Exercitando o poder de escolha

Assim, fugindo um pouco da premissa do blog – de vez em quando, eu fico sem assunto – outro dia, eu assisti uma entrevista com o ator Michael J. Fox, aquele eterno molequinho da triologia cinematográfica “De Volta Para o Futuro”.

Como muita gente sabe, ele deixou um pouco a carreira de ator de cinema de lado para dedicar-se à pesquisa contra o Mal de Parkinson, doença que ele tem.  Em dado momento da entrevista, o entrevistador perguntou a ele se tinha aceitado bem a condição dele, já que essa doença ainda não tem cura.

Ele respondeu que existe diferença entre aceitação e resignação. Que ele aceitava sim o fato que tinha Mal de Parkinson. Mas, que não estava resignado achando que tinha que ter isso para sempre.

Fiquei pensando nessa frase um tempão. Porque perder a audição certamente não é escolha de ninguém. Por mais que algumas pessoas falem “tem horas que eu gostaria de ser surdo” ela refere-se que gostaria de não precisar ouvir dadas coisas (algum estilo musical detestado ou o barulho da obra incessante do vizinho) mas duvido MUITO que alguém gostaria de perder a audição de bom grado.  Pois isso significa também ser privado de um monte de outras coisas fundamentais e ser enviado a uma reclusão de silêncio involuntário que simplesmente nos desconecta do mundo ao redor, porque é pela audição que fazemos uma ligação coletiva uns com os outros.

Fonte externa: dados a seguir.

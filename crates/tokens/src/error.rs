//! Token error types.
//!
//! This module defines errors that can occur during token issuance and
//! verification.

use thiserror::Error;

/// Token issuance and verification errors.
///
/// # Non-exhaustive
///
/// This enum is marked `#[non_exhaustive]` — new variants may be added in
/// future minor releases without a semver-breaking change. Downstream match
/// expressions must include a wildcard arm (`_ =>`).
#[derive(Debug, Error)]
#[non_exhaustive]
pub enum TokenError {
    /// Bad input to issuance — empty subject, username, or email.
    #[error("Invalid claim: {0}")]
    InvalidClaim(String),

    /// Signing key is missing or below the minimum length threshold.
    ///
    /// Fatal at startup: continuing without a usable key would silently
    /// disable the signature guarantee.
    #[error("Key configuration error: {0}")]
    KeyConfiguration(String),

    /// Malformed token — cannot be decoded.
    #[error("Malformed token: {0}")]
    MalformedToken(String),

    /// Required claim is missing or empty.
    #[error("Missing claim: {0}")]
    MissingClaim(String),

    /// Algorithm declared in the token header is not in the allowed list.
    #[error("Unsupported algorithm: {0}")]
    UnsupportedAlgorithm(String),

    /// Signature verification failed under every configured key.
    #[error("Invalid signature")]
    InvalidSignature,

    /// Token has expired.
    #[error("Token expired")]
    TokenExpired,

    /// Token's issued-at claim lies in the future beyond the leeway window.
    #[error("Token not yet valid")]
    NotYetValid,
}

impl TokenError {
    /// Creates an [`TokenError::InvalidClaim`] error.
    pub fn invalid_claim(message: impl Into<String>) -> Self {
        Self::InvalidClaim(message.into())
    }

    /// Creates a [`TokenError::KeyConfiguration`] error.
    pub fn key_configuration(message: impl Into<String>) -> Self {
        Self::KeyConfiguration(message.into())
    }

    /// Creates a [`TokenError::MalformedToken`] error.
    pub fn malformed(message: impl Into<String>) -> Self {
        Self::MalformedToken(message.into())
    }

    /// Creates a [`TokenError::MissingClaim`] error naming the absent claim.
    pub fn missing_claim(claim: impl Into<String>) -> Self {
        Self::MissingClaim(claim.into())
    }

    /// Creates an [`TokenError::UnsupportedAlgorithm`] error.
    pub fn unsupported_algorithm(message: impl Into<String>) -> Self {
        Self::UnsupportedAlgorithm(message.into())
    }
}

/// Result type alias for token operations.
pub type Result<T> = std::result::Result<T, TokenError>;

E, infelizmente, a surdez ainda não tem uma cura definitiva. Ela pode ser tratada, mas continua sendo um mal permanente. O implante coclear é um recurso de reconexão com o universo sonoro, assim como os AASIs, mas são artificiais e, sem eles, sem pilha, a condição de surdez permanece como estado biológico.

Eu acredito que, a longo prazo, a terapia de células tronco possa vir a ser uma CURA definitiva para a surdez, sem o custo adicional, sem o aparelho pesando na orelha, sem a necessidade de trocar pilha (caso do aparelho totalmente implantado, o Esteem, que está em fase experimental ainda)…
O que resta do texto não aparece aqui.